Is there any way to stretch the knees?
What is the best recipe for fueling up before long runs—how much liquid and how much time before taking off?
There are more, but this is enough to get us started. Feel free to add your questions to the list and I will tackle finding the answers.
Let the knowledge seeking begin!
Good questions! I don’t know all the answers either but I’m glad my blog is helping you.
Are you experiencing knee pain? Inner or Outer?
Before my weekend long runs I usually eat a bowl of oatmeal at least 30min before the run. Depending on the run I might not do anything special. For any planned run over 90 minutes I might carry some Clif Shot Bloks. I almost never carry water but our group runs this summer had it available about every 3-6 miles.
There is a machine in the Pilates world known as the Reformer. It is basically a long mat like slab attached to springs on one end. It is hard to explain, so here is a visual : http://www.youtube.com/watch?v=qtk6RZZSpCQ
Anyway, there is a series of exercises literally called “knee stretches”. Check out your local Pilates studio and see what they have to offer.
P.S. The knee stretches start at the 3 min. mark of the youtube video.
@crossn81, the knee thing is usually after a long run, like going up and down stairs is not all that enjoyable. The oatmeal sounds like a good idea. I learned that regular cereal w/ milk is not ideal.
Christine, Thanks for the Reformer link, all the more reason I need to learn pilates from you!
natalie, thanks for your comment on my blog! Enjoyed finding yours.
My ankle pain was a new thing…I did three marathons last fall and had NOTHING in my ankles until after the last one on Dec 6 And that pain hung on till a couple weeks ago.
It was a sharp pain on the insides of both ankles just above the row of eyelets on my shoes on the inside. I’ve never had this before and it did go away.
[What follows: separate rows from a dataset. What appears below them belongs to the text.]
//! Reusable HTML components for the HTMX UI
//!
//! Components are server-rendered HTML fragments that can be used
//! in the full page or as HTMX partial updates.

pub mod layout;
pub mod movie;
pub mod results;
pub mod search;
pub mod trending;

// Re-export main component functions
pub use layout::{escape, hero_header, polling_region};
pub use movie::movie_card;
pub use results::results_section;
pub use search::search_input;
pub use trending::trending_section;
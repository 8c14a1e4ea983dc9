//! In-process trend store for demo runs and tests.

use std::sync::Arc;

use async_trait::async_trait;
use marquee_core::{Movie, TrendRecord};
use parking_lot::RwLock;

use super::{TrendStore, normalize_search_term, record_poster_url};
use crate::errors::TrendStoreError;

/// Trend store kept in memory.
///
/// Records are kept in insertion order, which is also the tie-break order
/// for equal counts. Clones share the same records.
#[derive(Debug, Clone)]
pub struct InMemoryTrendStore {
    records: Arc<RwLock<Vec<TrendRecord>>>,
    image_base_url: String,
    limit: usize,
}

impl InMemoryTrendStore {
    /// Creates an empty store returning at most `limit` trending records.
    pub fn new(image_base_url: impl Into<String>, limit: usize) -> Self {
        Self {
            records: Arc::new(RwLock::new(Vec::new())),
            image_base_url: image_base_url.into(),
            limit,
        }
    }

    /// Snapshot of every record in insertion order.
    pub fn records(&self) -> Vec<TrendRecord> {
        self.records.read().clone()
    }

    /// Current count for a search term, if it has been recorded.
    pub fn count_for(&self, query: &str) -> Option<u64> {
        let key = normalize_search_term(query);
        self.records
            .read()
            .iter()
            .find(|record| record.search_term == key)
            .map(|record| record.count)
    }
}

#[async_trait]
impl TrendStore for InMemoryTrendStore {
    async fn update_search_count(&self, query: &str, movie: &Movie) -> Result<(), TrendStoreError> {
        let key = normalize_search_term(query);
        let mut records = self.records.write();

        if let Some(record) = records.iter_mut().find(|record| record.search_term == key) {
            record.count += 1;
            tracing::debug!(search_term = %key, count = record.count, "Incremented search count");
            return Ok(());
        }

        records.push(TrendRecord {
            id: uuid::Uuid::new_v4().to_string(),
            search_term: key.clone(),
            count: 1,
            movie_id: movie.id,
            poster_url: record_poster_url(movie, &self.image_base_url),
        });
        tracing::debug!(search_term = %key, "Created search count record");

        Ok(())
    }

    async fn get_trending_movies(&self) -> Result<Vec<TrendRecord>, TrendStoreError> {
        let mut records = self.records();
        // Stable sort keeps insertion order among equal counts.
        records.sort_by(|a, b| b.count.cmp(&a.count));
        records.truncate(self.limit);
        Ok(records)
    }
}

#[cfg(test)]
mod tests {
    use proptest::prelude::*;

    use super::*;

    fn store() -> InMemoryTrendStore {
        InMemoryTrendStore::new("https://img/w500", 5)
    }

    #[tokio::test]
    async fn test_first_search_creates_record() {
        let store = store();
        let movie = Movie::new(268, "Batman").with_poster("/batman.jpg");

        store.update_search_count("Batman", &movie).await.unwrap();

        let records = store.records();
        assert_eq!(records.len(), 1);
        assert_eq!(records[0].search_term, "batman");
        assert_eq!(records[0].count, 1);
        assert_eq!(records[0].movie_id, 268);
        assert_eq!(records[0].poster_url, "https://img/w500/batman.jpg");
    }

    #[tokio::test]
    async fn test_repeated_searches_increment_normalized_key() {
        let store = store();
        let movie = Movie::new(268, "Batman");

        store.update_search_count("batman", &movie).await.unwrap();
        store.update_search_count(" BATMAN", &movie).await.unwrap();
        store.update_search_count("Batman ", &movie).await.unwrap();

        assert_eq!(store.records().len(), 1);
        assert_eq!(store.count_for("batman"), Some(3));
    }

    #[tokio::test]
    async fn test_trending_limit_and_ties() {
        let store = InMemoryTrendStore::new("https://img", 3);
        let movie = Movie::new(1, "Any");

        for term in ["a", "b", "c", "d"] {
            store.update_search_count(term, &movie).await.unwrap();
        }
        store.update_search_count("d", &movie).await.unwrap();

        let trending = store.get_trending_movies().await.unwrap();
        let terms: Vec<_> = trending.iter().map(|r| r.search_term.as_str()).collect();
        assert_eq!(terms, vec!["d", "a", "b"]);
    }

    proptest! {
        #[test]
        fn test_trending_sorted_and_bounded(
            searches in proptest::collection::vec(0usize..12, 0..60),
            limit in 1usize..8,
        ) {
            let runtime = tokio::runtime::Builder::new_current_thread().build().unwrap();
            let store = InMemoryTrendStore::new("https://img", limit);
            let movie = Movie::new(1, "Any");

            let trending = runtime.block_on(async {
                for term in &searches {
                    store.update_search_count(&format!("term {term}"), &movie).await.unwrap();
                }
                store.get_trending_movies().await.unwrap()
            });

            prop_assert!(trending.len() <= limit);
            prop_assert!(trending.windows(2).all(|w| w[0].count >= w[1].count));
            let total: u64 = store.records().iter().map(|r| r.count).sum();
            prop_assert_eq!(total, searches.len() as u64);
        }
    }
}
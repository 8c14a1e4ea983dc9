//! Tracing setup for Marquee
//!
//! Console logs follow the user's chosen level; a full trace of the run is
//! written to disk so failed catalog or trend store calls can be diagnosed
//! after the fact.

use std::fs::{File, create_dir_all};
use std::path::{Path, PathBuf};

use tracing::Level;
use tracing_subscriber::layer::SubscriberExt;
use tracing_subscriber::util::SubscriberInitExt;
use tracing_subscriber::{EnvFilter, Layer, fmt};

use crate::MarqueeError;

/// File name of the per-run debug log, overwritten on every start.
pub const LAST_RUN_LOG: &str = "marquee-last-run.log";

/// Installs the console and debug-file subscribers.
///
/// The console shows `console_level` and above unless `RUST_LOG` is set.
/// The file under `logs_dir` (default `logs`) records every event of the
/// run; its path is returned.
///
/// # Errors
///
/// - `MarqueeError::Io` - Logs directory cannot be created or the log file cannot be opened
/// - `MarqueeError::Configuration` - A global subscriber is already installed
pub fn init_tracing(
    console_level: Level,
    logs_dir: Option<&Path>,
) -> Result<PathBuf, MarqueeError> {
    let log_file_path = prepare_log_file(logs_dir)?;
    let log_file = File::create(&log_file_path)?;

    let console_filter = EnvFilter::try_from_default_env()
        .unwrap_or_else(|_| EnvFilter::new(console_level.to_string()));

    let console_layer = fmt::layer()
        .with_target(true)
        .with_thread_ids(false)
        .with_thread_names(false)
        .with_file(false)
        .with_line_number(false)
        .with_filter(console_filter);

    let file_layer = fmt::layer()
        .with_target(true)
        .with_thread_ids(true)
        .with_file(true)
        .with_line_number(true)
        .with_ansi(false)
        .with_writer(log_file)
        .with_filter(EnvFilter::new("trace"));

    tracing_subscriber::registry()
        .with(console_layer)
        .with(file_layer)
        .try_init()
        .map_err(|e| MarqueeError::Configuration {
            reason: format!("tracing already initialized: {e}"),
        })?;

    tracing::info!(
        "Tracing initialized: console={}, debug_file={}",
        console_level,
        log_file_path.display()
    );

    Ok(log_file_path)
}

/// Creates the logs directory and returns the debug log path inside it.
fn prepare_log_file(logs_dir: Option<&Path>) -> Result<PathBuf, MarqueeError> {
    let logs_path = logs_dir.unwrap_or_else(|| Path::new("logs"));
    create_dir_all(logs_path)?;
    Ok(logs_path.join(LAST_RUN_LOG))
}

/// Console verbosity chosen with `--log-level`.
#[derive(Debug, Clone, Copy, PartialEq, Eq, clap::ValueEnum)]
pub enum CliLogLevel {
    Error,
    Warn,
    Info,
    Debug,
    Trace,
}

impl From<CliLogLevel> for Level {
    fn from(level: CliLogLevel) -> Self {
        match level {
            CliLogLevel::Error => Level::ERROR,
            CliLogLevel::Warn => Level::WARN,
            CliLogLevel::Info => Level::INFO,
            CliLogLevel::Debug => Level::DEBUG,
            CliLogLevel::Trace => Level::TRACE,
        }
    }
}

#[cfg(test)]
mod tests {
    use super::*;

    #[test]
    fn test_prepare_log_file_creates_directory() {
        let temp = tempfile::tempdir().unwrap();
        let logs = temp.path().join("nested").join("logs");

        let path = prepare_log_file(Some(&logs)).unwrap();

        assert!(logs.is_dir());
        assert_eq!(path, logs.join(LAST_RUN_LOG));
    }

    #[test]
    fn test_level_mapping() {
        assert_eq!(Level::from(CliLogLevel::Error), Level::ERROR);
        assert_eq!(Level::from(CliLogLevel::Trace), Level::TRACE);
    }
}
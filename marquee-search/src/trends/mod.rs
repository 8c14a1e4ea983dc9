//! Trending search bookkeeping.
//!
//! Every successful search bumps a counter keyed by the normalized search
//! term; the most-counted terms are shown as "trending".

use async_trait::async_trait;
use marquee_core::{Movie, TrendRecord};

use crate::errors::TrendStoreError;

pub mod appwrite;
pub mod memory;

pub use appwrite::AppwriteTrendStore;
pub use memory::InMemoryTrendStore;

/// Trait for trend stores.
#[async_trait]
pub trait TrendStore: Send + Sync + std::fmt::Debug {
    /// Records one search for `query` whose first result was `movie`.
    ///
    /// Increments the record matching the normalized query, or creates it
    /// with a count of 1. Every call increments.
    ///
    /// # Errors
    /// - `TrendStoreError::Network` - Store unreachable
    /// - `TrendStoreError::Status` - Store rejected the read or write
    /// - `TrendStoreError::Parse` - Unexpected response body
    /// - `TrendStoreError::NotConfigured` - Store identifiers missing
    async fn update_search_count(&self, query: &str, movie: &Movie) -> Result<(), TrendStoreError>;

    /// Returns the most searched records, highest count first.
    ///
    /// At most the store's configured limit is returned.
    ///
    /// # Errors
    /// Same as [`TrendStore::update_search_count`].
    async fn get_trending_movies(&self) -> Result<Vec<TrendRecord>, TrendStoreError>;
}

/// Lookup key for a search term: surrounding whitespace removed, lower-cased.
pub fn normalize_search_term(query: &str) -> String {
    query.trim().to_lowercase()
}

/// Poster URL stored with a new record. Empty when the movie has no poster.
pub fn record_poster_url(movie: &Movie, image_base_url: &str) -> String {
    movie.poster_url(image_base_url).unwrap_or_default()
}
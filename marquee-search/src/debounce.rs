//! Trailing-edge debouncing of input values.

use std::time::Duration;

use tokio::sync::mpsc;
use tokio::task::JoinHandle;
use tokio::time::{Instant, sleep_until};

/// Delays values until a quiet period has passed without a newer value.
///
/// Owns a single timer. Every [`Debouncer::push`] cancels the pending timer
/// and starts a new one, so only the last value of a burst is delivered,
/// exactly `quiet` after it was pushed. Nothing fires on the leading edge.
#[derive(Debug)]
pub struct Debouncer<T> {
    quiet: Duration,
    output: mpsc::UnboundedSender<T>,
    timer: Option<JoinHandle<()>>,
}

impl<T: Send + 'static> Debouncer<T> {
    /// Creates a debouncer and the receiver its settled values arrive on.
    pub fn new(quiet: Duration) -> (Self, mpsc::UnboundedReceiver<T>) {
        let (output, receiver) = mpsc::unbounded_channel();
        let debouncer = Self {
            quiet,
            output,
            timer: None,
        };
        (debouncer, receiver)
    }

    /// Replaces the pending value and restarts the quiet period.
    pub fn push(&mut self, value: T) {
        self.cancel();

        let deadline = Instant::now() + self.quiet;
        let output = self.output.clone();
        self.timer = Some(tokio::spawn(async move {
            sleep_until(deadline).await;
            // Receiver gone means the owner shut down.
            let _ = output.send(value);
        }));
    }

    /// Drops the pending value, if any.
    pub fn cancel(&mut self) {
        if let Some(timer) = self.timer.take() {
            timer.abort();
        }
    }

    /// Returns true while a value is waiting for its quiet period to end.
    pub fn is_pending(&self) -> bool {
        self.timer.as_ref().is_some_and(|timer| !timer.is_finished())
    }
}

impl<T> Drop for Debouncer<T> {
    fn drop(&mut self) {
        if let Some(timer) = self.timer.take() {
            timer.abort();
        }
    }
}
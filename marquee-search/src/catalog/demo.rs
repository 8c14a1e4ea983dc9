//! Demo catalog with built-in movies.
//!
//! Lets the web UI run end to end without an API token. Search is a
//! case-insensitive substring match on the title; discover returns the
//! whole list sorted by rating.

use async_trait::async_trait;
use marquee_core::{CatalogPage, Movie};

use super::MovieCatalog;
use crate::errors::CatalogError;

/// In-process catalog serving a fixed movie list.
#[derive(Debug, Clone)]
pub struct DemoCatalog {
    movies: Vec<Movie>,
}

impl DemoCatalog {
    /// Creates a demo catalog with the built-in movie list.
    pub fn new() -> Self {
        Self::with_movies(demo_movies())
    }

    /// Creates a demo catalog serving the given movies.
    pub fn with_movies(movies: Vec<Movie>) -> Self {
        Self { movies }
    }
}

impl Default for DemoCatalog {
    fn default() -> Self {
        Self::new()
    }
}

#[async_trait]
impl MovieCatalog for DemoCatalog {
    async fn search(&self, query: &str) -> Result<CatalogPage, CatalogError> {
        let needle = query.trim().to_lowercase();
        let results = self
            .movies
            .iter()
            .filter(|movie| movie.title.to_lowercase().contains(&needle))
            .cloned()
            .collect();

        Ok(CatalogPage {
            results,
            status: 200,
        })
    }

    async fn discover(&self) -> Result<CatalogPage, CatalogError> {
        let mut results = self.movies.clone();
        results.sort_by(|a, b| {
            b.vote_average
                .unwrap_or_default()
                .total_cmp(&a.vote_average.unwrap_or_default())
        });

        Ok(CatalogPage {
            results,
            status: 200,
        })
    }
}

fn demo_movie(
    id: u64,
    title: &str,
    year: &str,
    rating: f64,
    language: &str,
    poster: &str,
) -> Movie {
    Movie {
        release_date: Some(format!("{year}-01-01")),
        vote_average: Some(rating),
        original_language: Some(language.to_string()),
        overview: Some(format!("Demo description for {title}")),
        ..Movie::new(id, title).with_poster(poster)
    }
}

fn demo_movies() -> Vec<Movie> {
    vec![
        demo_movie(268, "Batman", "1989", 7.2, "en", "/cij4dd21v2Rk2YtUQbV5kW69WB2.jpg"),
        demo_movie(272, "Batman Begins", "2005", 7.7, "en", "/4MpN4kIEqUjW8OPtOQJXlTdHiJV.jpg"),
        demo_movie(155, "The Dark Knight", "2008", 8.5, "en", "/qJ2tW6WMUDux911r6m7haRef0WH.jpg"),
        demo_movie(603, "The Matrix", "1999", 8.2, "en", "/f89U3ADr1oiB1s9GkdPOEpXUk5H.jpg"),
        demo_movie(129, "Spirited Away", "2001", 8.5, "ja", "/39wmItIWsg5sZMyRUHLkWBcuVCM.jpg"),
        demo_movie(496243, "Parasite", "2019", 8.5, "ko", "/7IiTTgloJzvGI1TAYymCfbfl3vT.jpg"),
        demo_movie(949, "Heat", "1995", 7.9, "en", "/umSVjVdbVwtx5ryCA2QXL44Durm.jpg"),
        demo_movie(194, "Amélie", "2001", 7.9, "fr", "/nSxDa3M9aMvGVLoItzWTepQ5h5d.jpg"),
    ]
}
//! HTMX fragment handlers

use axum::extract::{Form, State};
use axum::http::StatusCode;
use axum::response::Html;
use serde::Deserialize;

use crate::components::{results_section, trending_section};
use crate::errors::WebError;
use crate::server::AppState;
use crate::session::Session;

/// Form data posted by the search input
#[derive(Debug, Deserialize)]
pub struct QueryForm {
    /// Raw text of the search box
    #[serde(default)]
    pub query: String,
}

/// Accepts one keystroke's worth of search text.
///
/// # Errors
/// - `WebError::SessionNotFound` - No live session cookie
/// - `WebError::SearchUnavailable` - The session's orchestrator has stopped
pub async fn set_query_fragment(
    Session(search): Session,
    Form(form): Form<QueryForm>,
) -> Result<StatusCode, WebError> {
    search.set_query(form.query).await?;
    Ok(StatusCode::NO_CONTENT)
}

/// Renders the trending section.
pub async fn trending_fragment(Session(search): Session) -> Html<String> {
    Html(trending_section(&search.state().trending))
}

/// Renders the results section.
pub async fn results_fragment(
    State(state): State<AppState>,
    Session(search): Session,
) -> Html<String> {
    let ui = search.state();
    Html(results_section(&ui.status, &state.image_base_url))
}
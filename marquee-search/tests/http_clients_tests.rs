//! HTTP-level tests for the TMDB catalog and the Appwrite trend store.
//!
//! Each test starts an in-process axum server on an ephemeral port that
//! records every request and answers with a canned response.

use std::sync::Arc;

use axum::Router;
use axum::extract::State;
use axum::http::{HeaderMap, Method, StatusCode, Uri};
use axum::response::{IntoResponse, Response};
use marquee_core::{CatalogConfig, Movie, TrendStoreConfig};
use marquee_search::errors::TRANSPORT_FAILURE_MESSAGE;
use marquee_search::{
    AppwriteTrendStore, CatalogError, MovieCatalog, TmdbCatalog, TrendStore, TrendStoreError,
};
use parking_lot::Mutex;
use serde_json::{Value, json};

/// One request as seen by the fixture server.
#[derive(Debug, Clone)]
struct RecordedRequest {
    method: Method,
    path: String,
    query: Vec<(String, String)>,
    headers: HeaderMap,
    body: String,
}

impl RecordedRequest {
    fn header(&self, name: &str) -> Option<&str> {
        self.headers.get(name).and_then(|v| v.to_str().ok())
    }

    fn query_values(&self, key: &str) -> Vec<&str> {
        self.query
            .iter()
            .filter(|(k, _)| k == key)
            .map(|(_, v)| v.as_str())
            .collect()
    }

    fn json_body(&self) -> Value {
        serde_json::from_str(&self.body).unwrap()
    }
}

type Responder = Arc<dyn Fn(&Method, &str) -> (StatusCode, String) + Send + Sync>;

#[derive(Clone)]
struct FixtureState {
    requests: Arc<Mutex<Vec<RecordedRequest>>>,
    responder: Responder,
}

/// Canned-response server recording every request it receives.
struct FixtureServer {
    base_url: String,
    requests: Arc<Mutex<Vec<RecordedRequest>>>,
}

impl FixtureServer {
    async fn start<F>(responder: F) -> Self
    where
        F: Fn(&Method, &str) -> (StatusCode, String) + Send + Sync + 'static,
    {
        let requests = Arc::new(Mutex::new(Vec::new()));
        let state = FixtureState {
            requests: Arc::clone(&requests),
            responder: Arc::new(responder),
        };
        let app = Router::new().fallback(record).with_state(state);

        let listener = tokio::net::TcpListener::bind("127.0.0.1:0").await.unwrap();
        let addr = listener.local_addr().unwrap();
        tokio::spawn(async move {
            axum::serve(listener, app).await.unwrap();
        });

        Self {
            base_url: format!("http://{addr}"),
            requests,
        }
    }

    /// Server answering every request with the same status and JSON body.
    async fn answering(status: StatusCode, body: Value) -> Self {
        let body = body.to_string();
        Self::start(move |_, _| (status, body.clone())).await
    }

    fn requests(&self) -> Vec<RecordedRequest> {
        self.requests.lock().clone()
    }
}

async fn record(
    State(state): State<FixtureState>,
    method: Method,
    uri: Uri,
    headers: HeaderMap,
    body: String,
) -> Response {
    let query = uri
        .query()
        .unwrap_or_default()
        .split('&')
        .filter(|pair| !pair.is_empty())
        .map(|pair| {
            let (key, value) = pair.split_once('=').unwrap_or((pair, ""));
            (
                urlencoding::decode(key).unwrap().into_owned(),
                urlencoding::decode(value).unwrap().into_owned(),
            )
        })
        .collect();

    let (status, response_body) = (state.responder)(&method, uri.path());
    state.requests.lock().push(RecordedRequest {
        method,
        path: uri.path().to_string(),
        query,
        headers,
        body,
    });

    (
        status,
        [("content-type", "application/json")],
        response_body,
    )
        .into_response()
}

fn catalog_for(server: &FixtureServer) -> TmdbCatalog {
    TmdbCatalog::new(&CatalogConfig {
        base_url: server.base_url.clone(),
        api_token: Some("test-token".to_string()),
        ..Default::default()
    })
}

fn trend_config(server: &FixtureServer) -> TrendStoreConfig {
    TrendStoreConfig {
        endpoint: server.base_url.clone(),
        project_id: Some("proj".to_string()),
        database_id: Some("db".to_string()),
        collection_id: Some("metrics".to_string()),
        api_key: Some("secret".to_string()),
        trending_limit: 2,
    }
}

const IMAGE_BASE: &str = "https://image.tmdb.org/t/p/w500";
const DOCUMENTS_PATH: &str = "/databases/db/collections/metrics/documents";

#[tokio::test]
async fn test_search_sends_bearer_token_and_encoded_query() {
    let server = FixtureServer::answering(
        StatusCode::OK,
        json!({
            "page": 1,
            "results": [
                {"id": 155, "title": "The Dark Knight", "poster_path": "/dk.jpg",
                 "release_date": "2008-07-16", "vote_average": 8.5, "original_language": "en"}
            ]
        }),
    )
    .await;

    let page = catalog_for(&server).search("the dark knight").await.unwrap();

    assert_eq!(page.status, 200);
    assert_eq!(page.results.len(), 1);
    assert_eq!(page.results[0].title, "The Dark Knight");
    assert_eq!(page.results[0].release_year(), Some(2008));

    let requests = server.requests();
    assert_eq!(requests.len(), 1);
    let request = &requests[0];
    assert_eq!(request.method, Method::GET);
    assert_eq!(request.path, "/search/movie");
    assert_eq!(request.query_values("query"), vec!["the dark knight"]);
    assert_eq!(request.header("authorization"), Some("Bearer test-token"));
    assert_eq!(request.header("accept"), Some("application/json"));
}

#[tokio::test]
async fn test_discover_uses_default_listing() {
    let server = FixtureServer::answering(
        StatusCode::OK,
        json!({"results": [{"id": 1, "title": "Popular"}, {"id": 2, "title": "Also Popular"}]}),
    )
    .await;

    let page = catalog_for(&server).discover().await.unwrap();

    assert_eq!(page.results.len(), 2);
    let requests = server.requests();
    assert_eq!(requests[0].path, "/discover/movie");
    assert!(requests[0].query.is_empty());
}

#[tokio::test]
async fn test_missing_results_is_empty_page() {
    let server = FixtureServer::answering(StatusCode::OK, json!({"page": 1})).await;

    let page = catalog_for(&server).search("nothing").await.unwrap();

    assert!(page.results.is_empty());
}

#[tokio::test]
async fn test_server_error_is_status_failure() {
    let server =
        FixtureServer::answering(StatusCode::INTERNAL_SERVER_ERROR, json!({"error": "boom"})).await;

    let error = catalog_for(&server).search("bat").await.unwrap_err();

    assert_eq!(error, CatalogError::Status { status: 500 });
    assert_eq!(error.user_message(), TRANSPORT_FAILURE_MESSAGE);
}

#[tokio::test]
async fn test_failure_flag_in_body_is_api_failure() {
    let server = FixtureServer::answering(
        StatusCode::OK,
        json!({"Response": "False", "Error": "Movie not found!"}),
    )
    .await;

    let error = catalog_for(&server).search("qwerty").await.unwrap_err();

    assert_eq!(
        error,
        CatalogError::Api {
            message: Some("Movie not found!".to_string())
        }
    );
    assert_eq!(error.user_message(), "Movie not found!");
}

#[tokio::test]
async fn test_invalid_json_is_parse_failure() {
    let server = FixtureServer::start(|_, _| (StatusCode::OK, "<html>".to_string())).await;

    let error = catalog_for(&server).discover().await.unwrap_err();

    assert!(matches!(error, CatalogError::Parse { .. }));
    assert_eq!(error.user_message(), TRANSPORT_FAILURE_MESSAGE);
}

#[tokio::test]
async fn test_unreachable_catalog_is_network_failure() {
    let listener = tokio::net::TcpListener::bind("127.0.0.1:0").await.unwrap();
    let addr = listener.local_addr().unwrap();
    drop(listener);

    let catalog = TmdbCatalog::new(&CatalogConfig {
        base_url: format!("http://{addr}"),
        ..Default::default()
    });
    let error = catalog.discover().await.unwrap_err();

    assert!(matches!(error, CatalogError::Network { .. }));
}

#[tokio::test]
async fn test_trending_query_and_headers() {
    let server = FixtureServer::answering(
        StatusCode::OK,
        json!({
            "total": 3,
            "documents": [
                {"$id": "a", "searchTerm": "heat", "count": 1, "movie_id": 949, "poster_url": ""},
                {"$id": "b", "searchTerm": "batman", "count": 7, "movie_id": 268,
                 "poster_url": "https://image.tmdb.org/t/p/w500/batman.jpg"},
                {"$id": "c", "searchTerm": "parasite", "count": 3, "movie_id": 496243, "poster_url": ""}
            ]
        }),
    )
    .await;
    let store = AppwriteTrendStore::new(&trend_config(&server), IMAGE_BASE);

    let trending = store.get_trending_movies().await.unwrap();

    let terms: Vec<_> = trending.iter().map(|r| r.search_term.as_str()).collect();
    assert_eq!(terms, vec!["batman", "parasite"]);
    assert_eq!(trending[0].id, "b");

    let requests = server.requests();
    let request = &requests[0];
    assert_eq!(request.method, Method::GET);
    assert_eq!(request.path, DOCUMENTS_PATH);
    assert_eq!(request.header("x-appwrite-project"), Some("proj"));
    assert_eq!(request.header("x-appwrite-key"), Some("secret"));

    let queries: Vec<Value> = request
        .query_values("queries[]")
        .into_iter()
        .map(|q| serde_json::from_str(q).unwrap())
        .collect();
    assert_eq!(
        queries,
        vec![
            json!({"method": "limit", "values": [2]}),
            json!({"method": "orderDesc", "attribute": "count"}),
        ]
    );
}

#[tokio::test]
async fn test_existing_term_is_incremented() {
    let server = FixtureServer::start(|method, _| {
        let body = if *method == Method::GET {
            json!({"documents": [
                {"$id": "doc-1", "searchTerm": "batman", "count": 4, "movie_id": 268, "poster_url": ""}
            ]})
        } else {
            json!({"$id": "doc-1"})
        };
        (StatusCode::OK, body.to_string())
    })
    .await;
    let store = AppwriteTrendStore::new(&trend_config(&server), IMAGE_BASE);

    store
        .update_search_count("  Batman ", &Movie::new(268, "Batman"))
        .await
        .unwrap();

    let requests = server.requests();
    assert_eq!(requests.len(), 2);

    let lookup: Value = serde_json::from_str(requests[0].query_values("queries[]")[0]).unwrap();
    assert_eq!(
        lookup,
        json!({"method": "equal", "attribute": "searchTerm", "values": ["batman"]})
    );

    assert_eq!(requests[1].method, Method::PATCH);
    assert_eq!(requests[1].path, format!("{DOCUMENTS_PATH}/doc-1"));
    assert_eq!(requests[1].json_body(), json!({"data": {"count": 5}}));
    assert_eq!(requests[1].header("x-appwrite-project"), Some("proj"));
}

#[tokio::test]
async fn test_new_term_creates_record() {
    let server = FixtureServer::start(|method, _| {
        let body = if *method == Method::GET {
            json!({"total": 0, "documents": []})
        } else {
            json!({"$id": "new"})
        };
        (StatusCode::CREATED, body.to_string())
    })
    .await;
    let store = AppwriteTrendStore::new(&trend_config(&server), IMAGE_BASE);
    let movie = Movie::new(603, "The Matrix").with_poster("/matrix.jpg");

    store.update_search_count("Matrix", &movie).await.unwrap();

    let requests = server.requests();
    assert_eq!(requests.len(), 2);
    assert_eq!(requests[1].method, Method::POST);
    assert_eq!(requests[1].path, DOCUMENTS_PATH);
    assert_eq!(
        requests[1].json_body(),
        json!({
            "documentId": "unique()",
            "data": {
                "searchTerm": "matrix",
                "count": 1,
                "movie_id": 603,
                "poster_url": "https://image.tmdb.org/t/p/w500/matrix.jpg"
            }
        })
    );
}

#[tokio::test]
async fn test_rejected_request_keeps_status_and_body() {
    let server = FixtureServer::start(|_, _| {
        (
            StatusCode::UNAUTHORIZED,
            json!({"message": "Missing scope"}).to_string(),
        )
    })
    .await;
    let store = AppwriteTrendStore::new(&trend_config(&server), IMAGE_BASE);

    let error = store.get_trending_movies().await.unwrap_err();

    match error {
        TrendStoreError::Status { status, body } => {
            assert_eq!(status, 401);
            assert!(body.contains("Missing scope"));
        }
        other => panic!("unexpected error: {other:?}"),
    }
}

#[tokio::test]
async fn test_missing_project_sends_nothing() {
    let server = FixtureServer::answering(StatusCode::OK, json!({"documents": []})).await;
    let config = TrendStoreConfig {
        project_id: None,
        ..trend_config(&server)
    };
    let store = AppwriteTrendStore::new(&config, IMAGE_BASE);

    let error = store.get_trending_movies().await.unwrap_err();

    assert_eq!(
        error,
        TrendStoreError::NotConfigured {
            missing: "project id"
        }
    );
    assert!(server.requests().is_empty());
}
On reflection, I think it may have flowed from the severe camber (side slope) of the marathon course in Memphis. The route had more of this camber than any of my regular running routes here at home or in the other marathons I ran. Did the constant “tilt” of the road contribute?? I think that’s a real possibility. But, I’m not a doctor, nor do I play one on TV.
So, that’s all I know. Maybe it helps a bit.
Hope you are enjoying your marathon training. And, yes, do remember to drink on runs > 60 minutes…makes a huge difference!!!
Thanks for the info! After my long run yesterday (21.5) I had your response in mind and paid attention to the camber of the streets I was on. I definitely notice a little pain when there is more of a slope to the road but I also started wondering if my shoes are just tied to tight. Lots of research to do to get this question figured out! Happy running!
Hi Natalie! I had really bad knee pain last fall and couldn’t figure out which muscle/tendon/ligament was the culprit. It got to the point where I couldn’t run. After some researching, I found out it was my IT band. Since it’s kinda hard to stretch, I got a foam roller. It works great! After about a week of using the foam roller (religiously, every day!) on the outsides of my thighs, I noticed a significant reduction in knee pain. It’s been about 4 months since, and the knee pain is completely gone (and hasn’t come back). I continue using the foam roller at least 4x/week. If you don’t already have one, http://www.zombierunner.com has them for under $10. 😉
Thanks for the link! I’ve read a couple other success stories about the foam rollers and it sounds like something I definitely need to add to my gear. My problem turned out to be my IT band also and with some stretching and taking some time off running, the pain has definitely reduced. Thanks again for you comment and the roller link!